— Problem requirements —
Filter on the word "attr": copy each matching line from the listing below.

— Information provided —
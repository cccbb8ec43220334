pub mod dense;
pub mod embed;
pub mod similar;
pub mod stats;
pub mod summarize;

use newscluster::error::{NewsError, Result};

/// Current-thread runtime for the commands that talk HTTP.
pub(crate) fn runtime() -> Result<tokio::runtime::Runtime> {
    tokio::runtime::Builder::new_current_thread()
        .enable_all()
        .build()
        .map_err(|e| NewsError::Config(format!("tokio runtime: {}", e)))
}
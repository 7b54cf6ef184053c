// Copyright Amazon.com, Inc. or its affiliates. All Rights Reserved.
// SPDX-License-Identifier: MIT-0

use aws_config::BehaviorVersion;
use lambda_runtime::{Error, LambdaEvent, run, service_fn};
use serde_json::Value;
use tracing_subscriber::EnvFilter;
use visitor_counter::constants::{DEFAULT_TABLE_NAME, TABLE_NAME_ENV};
use visitor_counter::counter::{DynamoCountStore, function_handler};

// Avoid musl's default allocator due to terrible performance
#[cfg(target_env = "musl")]
#[global_allocator]
static GLOBAL: mimalloc::MiMalloc = mimalloc::MiMalloc;

#[tokio::main]
async fn main() -> Result<(), Error> {
    tracing_subscriber::fmt()
        .with_env_filter(EnvFilter::new(
            std::env::var("RUST_LOG").unwrap_or_else(|_| "info".into()),
        ))
        // CloudWatch adds the ingestion time
        .with_target(false)
        .without_time()
        .init();

    let table_name =
        std::env::var(TABLE_NAME_ENV).unwrap_or_else(|_| DEFAULT_TABLE_NAME.to_string());
    tracing::info!("[visitor] reading counter from {}", table_name);

    let config = aws_config::load_defaults(BehaviorVersion::latest()).await;
    let store = DynamoCountStore::new(aws_sdk_dynamodb::Client::new(&config), table_name);
    let store = &store;

    run(service_fn(move |event: LambdaEvent<Value>| async move {
        function_handler(store, event).await
    }))
    .await
}
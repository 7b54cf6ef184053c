// Copyright Amazon.com, Inc. or its affiliates. All Rights Reserved.
// SPDX-License-Identifier: MIT-0

//! The vSRX VPC: subnets in three zones, route tables, the internet gateway,
//! security groups and VPC flow logs.
//!
//! Subnets come from the fixed CIDR table in [`crate::constants`], one per
//! (tier, zone). Management SSH ingress is generated from the allow-list in
//! Parameter Store, one rule per entry, so the number of ingress resources
//! depends on a value read at synthesis time.

use std::collections::BTreeMap;

use crate::constants::{
    ANY_IPV4, APPROVED_MANAGEMENT_IPS_PARAMETER, FLOW_LOG_GROUP_NAME, FLOW_LOG_RETENTION_DAYS,
    FLOW_LOGS_SERVICE_PRINCIPAL, HTTPS_PORT, MAX_PORT, NETWORK_STACK_NAME, SSH_PORT, VPC_CIDR,
    ZONES,
};
use crate::context::{Context, is_placeholder};
use crate::errors::SynthError;
use crate::models::{SubnetTier, parse_approved_cidrs};
use crate::resources::{
    EgressRule, FlowLogProps, IngressRule, InternetGatewayProps, LogGroupProps, PolicyDocument,
    PolicyProps, PolicyStatement, RoleProps, RouteProps, RouteTableProps, SecurityGroupIngressProps,
    SecurityGroupProps, SubnetProps, SubnetRouteTableAssociationProps, VpcGatewayAttachmentProps,
    VpcProps,
};
use crate::stack::{Environment, Stack};
use crate::template::{Reference, RemovalPolicy, Token, name_tag};

/// Handles to network resources other stacks attach to.
#[derive(Debug, Clone)]
pub struct NetworkRefs {
    pub vpc: Reference,
    pub subnets: BTreeMap<(SubnetTier, char), Reference>,
    pub management_sg: Reference,
    pub public_sg: Reference,
    pub private_sg: Reference,
}

impl NetworkRefs {
    pub fn subnet(&self, tier: SubnetTier, zone: char) -> Result<&Reference, SynthError> {
        self.subnets
            .get(&(tier, zone))
            .ok_or_else(|| SynthError::UnknownResource(format!("{tier} subnet in zone {zone}")))
    }
}

#[derive(Debug, Clone)]
pub struct NetworkStack {
    pub stack: Stack,
    pub refs: NetworkRefs,
}

struct RouteTables {
    public: Reference,
    management: Reference,
    private: BTreeMap<char, Reference>,
    tgw: BTreeMap<char, Reference>,
}

impl RouteTables {
    fn for_subnet(&self, tier: SubnetTier, zone: char) -> &Reference {
        match tier {
            SubnetTier::Public => &self.public,
            SubnetTier::Management => &self.management,
            SubnetTier::Private => &self.private[&zone],
            SubnetTier::Tgw => &self.tgw[&zone],
        }
    }
}

#[tracing::instrument(skip(context))]
pub fn build(env: Environment, context: &mut Context) -> Result<NetworkStack, SynthError> {
    let mut stack = Stack::new(NETWORK_STACK_NAME, env.clone())
        .with_description("vSRX VPC, subnets, routing, security groups and flow logs");

    let vpc = stack.add(
        "vSRX-VPC",
        VpcProps {
            cidr_block: VPC_CIDR.to_string(),
            enable_dns_hostnames: true,
            enable_dns_support: true,
            tags: name_tag("vSRX-VPC"),
        },
    )?;
    let vpc_id = stack.resolve(&vpc);

    let igw = stack.add(
        "vSRX-IGW",
        InternetGatewayProps {
            tags: name_tag("vSRX-IGW"),
        },
    )?;
    let igw_id = stack.resolve(&igw);

    stack.add(
        "vSRX-VPCGW-Attachment",
        VpcGatewayAttachmentProps {
            vpc_id: vpc_id.clone(),
            internet_gateway_id: igw_id.clone(),
        },
    )?;

    let route_tables = add_route_tables(&mut stack, &vpc_id)?;
    let subnets = add_subnets(&mut stack, &env, &vpc_id, &route_tables)?;

    for (id, table) in [
        ("vSRX-Management-IGW-Route", &route_tables.management),
        ("vSRX-Public-IGW-Route", &route_tables.public),
    ] {
        let route_table_id = stack.resolve(table);
        stack.add(
            id,
            RouteProps {
                route_table_id,
                destination_cidr_block: ANY_IPV4.to_string(),
                gateway_id: igw_id.clone(),
            },
        )?;
    }

    let management_sg = add_security_group(
        &mut stack,
        "vSRX-Management-SG",
        "Security group for vSRX management",
        &vpc_id,
        Vec::new(),
    )?;
    let approved = approved_management_cidrs(context, &env)?;
    add_management_ingress(&mut stack, &management_sg, &approved)?;

    let public_sg = add_security_group(
        &mut stack,
        "vSRX-Public-SG",
        "Security group for vSRX public access",
        &vpc_id,
        vec![IngressRule {
            ip_protocol: "tcp".to_string(),
            from_port: HTTPS_PORT,
            to_port: HTTPS_PORT,
            cidr_ip: ANY_IPV4.to_string(),
            description: "Allow HTTPS traffic from anywhere".to_string(),
        }],
    )?;

    let private_sg = add_security_group(
        &mut stack,
        "vSRX-Private-SG",
        "Security group for vSRX private access",
        &vpc_id,
        Vec::new(),
    )?;
    let private_sg_id = stack.resolve(&private_sg);
    stack.add(
        "vSRX-Private-SG-SelfIngress",
        SecurityGroupIngressProps {
            group_id: private_sg_id.clone(),
            ip_protocol: "tcp".to_string(),
            from_port: 0,
            to_port: MAX_PORT,
            cidr_ip: None,
            source_security_group_id: Some(private_sg_id),
            description: "Allow all TCP traffic from vSRX-Private-SG".to_string(),
        },
    )?;

    add_flow_logs(&mut stack, &vpc_id)?;

    stack.add_output("vSRX-VPC-ID", &vpc)?;
    stack.add_output("vSRX-Management-SG-ID", &management_sg)?;
    stack.add_output("vSRX-Public-SG-ID", &public_sg)?;
    stack.add_output("vSRX-Private-SG-ID", &private_sg)?;
    stack.add_output("vSRX-Management-RT-ID", &route_tables.management)?;
    stack.add_output("vSRX-Public-RT-ID", &route_tables.public)?;
    for (zone, table) in &route_tables.private {
        stack.add_output(&format!("vSRX-Private-RT-ID-{}", zone.to_ascii_uppercase()), table)?;
    }
    for ((tier, zone), subnet) in &subnets {
        stack.add_output(
            &format!("vSRX-{}1{}-Subnet-ID", tier, zone.to_ascii_uppercase()),
            subnet,
        )?;
    }

    tracing::debug!(
        "[synth] {} resources in {}",
        stack.template().resources.len(),
        stack.name()
    );

    Ok(NetworkStack {
        stack,
        refs: NetworkRefs {
            vpc,
            subnets,
            management_sg,
            public_sg,
            private_sg,
        },
    })
}

fn add_route_tables(stack: &mut Stack, vpc_id: &Token) -> Result<RouteTables, SynthError> {
    let mut add_table = |id: String, name: String| {
        stack.add(
            &id,
            RouteTableProps {
                vpc_id: vpc_id.clone(),
                tags: name_tag(name),
            },
        )
    };

    let public = add_table("vSRX-Public-RT".into(), "vSRX-Public-RT".into())?;
    let management = add_table("vSRX-Management-RT".into(), "vSRX-Management-RT".into())?;

    let mut private = BTreeMap::new();
    let mut tgw = BTreeMap::new();
    for zone in ZONES {
        let upper = zone.to_ascii_uppercase();
        private.insert(
            zone,
            add_table(format!("vSRX-Private-RT-{zone}"), format!("vSRX-Private-RT-{upper}"))?,
        );
        tgw.insert(
            zone,
            add_table(format!("vSRX-TGW-RT-{zone}"), format!("vSRX-TGW-RT-{upper}"))?,
        );
    }

    Ok(RouteTables {
        public,
        management,
        private,
        tgw,
    })
}

fn add_subnets(
    stack: &mut Stack,
    env: &Environment,
    vpc_id: &Token,
    route_tables: &RouteTables,
) -> Result<BTreeMap<(SubnetTier, char), Reference>, SynthError> {
    let mut subnets = BTreeMap::new();

    for tier in SubnetTier::ALL {
        for (zone, cidr) in ZONES.into_iter().zip(tier.cidrs()) {
            let upper = zone.to_ascii_uppercase();
            let subnet = stack.add(
                &format!("vSRX-{tier}-Subnet-{zone}"),
                SubnetProps {
                    vpc_id: vpc_id.clone(),
                    cidr_block: cidr.to_string(),
                    availability_zone: env.availability_zone(zone),
                    map_public_ip_on_launch: tier.is_internet_facing(),
                    tags: name_tag(format!("vSRX-{tier}-Subnet-{upper}")),
                },
            )?;

            let subnet_id = stack.resolve(&subnet);
            let route_table_id = stack.resolve(route_tables.for_subnet(tier, zone));
            stack.add(
                &format!("vSRX-{tier}-RTAssoc-{zone}"),
                SubnetRouteTableAssociationProps {
                    subnet_id,
                    route_table_id,
                },
            )?;

            subnets.insert((tier, zone), subnet);
        }
    }

    Ok(subnets)
}

fn add_security_group(
    stack: &mut Stack,
    name: &str,
    description: &str,
    vpc_id: &Token,
    ingress: Vec<IngressRule>,
) -> Result<Reference, SynthError> {
    stack.add(
        name,
        SecurityGroupProps {
            group_description: description.to_string(),
            group_name: name.to_string(),
            vpc_id: vpc_id.clone(),
            security_group_egress: vec![EgressRule::allow_all()],
            security_group_ingress: ingress,
            tags: name_tag(name),
        },
    )
}

/// Reads the allow-list parameter. While it is unresolved the placeholder is
/// used as a single entry so the first pass still yields a complete graph.
fn approved_management_cidrs(
    context: &mut Context,
    env: &Environment,
) -> Result<Vec<String>, SynthError> {
    let value = context.ssm_parameter(env, APPROVED_MANAGEMENT_IPS_PARAMETER);
    if is_placeholder(&value) {
        return Ok(vec![value]);
    }
    parse_approved_cidrs(&value)
}

fn add_management_ingress(
    stack: &mut Stack,
    management_sg: &Reference,
    approved: &[String],
) -> Result<(), SynthError> {
    let group_id = stack.resolve(management_sg);
    for (i, cidr) in approved.iter().enumerate() {
        stack.add(
            &format!("vSRX-Management-SG-Ingress-{i}"),
            SecurityGroupIngressProps {
                group_id: group_id.clone(),
                ip_protocol: "tcp".to_string(),
                from_port: SSH_PORT,
                to_port: SSH_PORT,
                cidr_ip: Some(cidr.clone()),
                source_security_group_id: None,
                description: format!("Allow approved IP {cidr} for SSH"),
            },
        )?;
    }
    tracing::debug!("[synth] {} management ingress rules", approved.len());
    Ok(())
}

fn add_flow_logs(stack: &mut Stack, vpc_id: &Token) -> Result<(), SynthError> {
    let log_group = stack.add_with_policy(
        "vSRX-VPC-Flow-LogGroup",
        LogGroupProps {
            log_group_name: FLOW_LOG_GROUP_NAME.to_string(),
            retention_in_days: FLOW_LOG_RETENTION_DAYS,
        },
        Some(RemovalPolicy::Delete),
    )?;

    let role = stack.add(
        "vSRX-VPCFlowLogRole",
        RoleProps {
            assume_role_policy_document: PolicyDocument::assumed_by(FLOW_LOGS_SERVICE_PRINCIPAL),
            managed_policy_arns: Vec::new(),
        },
    )?;
    let role_id = stack.resolve(&role);
    let log_group_arn = stack.resolve(&log_group.attr("Arn"));

    let policy = stack.add(
        "vSRX-VPCFlowLogRole-DefaultPolicy",
        PolicyProps {
            policy_document: PolicyDocument::new(vec![PolicyStatement {
                action: vec![
                    "logs:CreateLogGroup".to_string(),
                    "logs:CreateLogStream".to_string(),
                    "logs:PutLogEvents".to_string(),
                ],
                effect: "Allow".to_string(),
                principal: None,
                resource: Some(log_group_arn),
            }]),
            policy_name: "vSRXVPCFlowLogRoleDefaultPolicy".to_string(),
            roles: vec![role_id],
        },
    )?;

    let role_arn = stack.resolve(&role.attr("Arn"));
    let log_group_name = stack.resolve(&log_group);
    let flow_log = stack.add(
        "vSRX-VPC-Flow-Log",
        FlowLogProps {
            resource_id: vpc_id.clone(),
            resource_type: "VPC".to_string(),
            traffic_type: "ALL".to_string(),
            deliver_logs_permission_arn: role_arn,
            log_destination_type: "cloud-watch-logs".to_string(),
            log_group_name,
        },
    )?;

    // the role needs its policy before the flow log can deliver
    if let Some(resource) = stack.template_mut().resources.get_mut(&flow_log.logical_id) {
        resource.depends_on.push(policy.logical_id);
    }

    Ok(())
}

— Problem solution —
    let log_group_arn = stack.resolve(&log_group.attr("Arn"));
    let role_arn = stack.resolve(&role.attr("Arn"));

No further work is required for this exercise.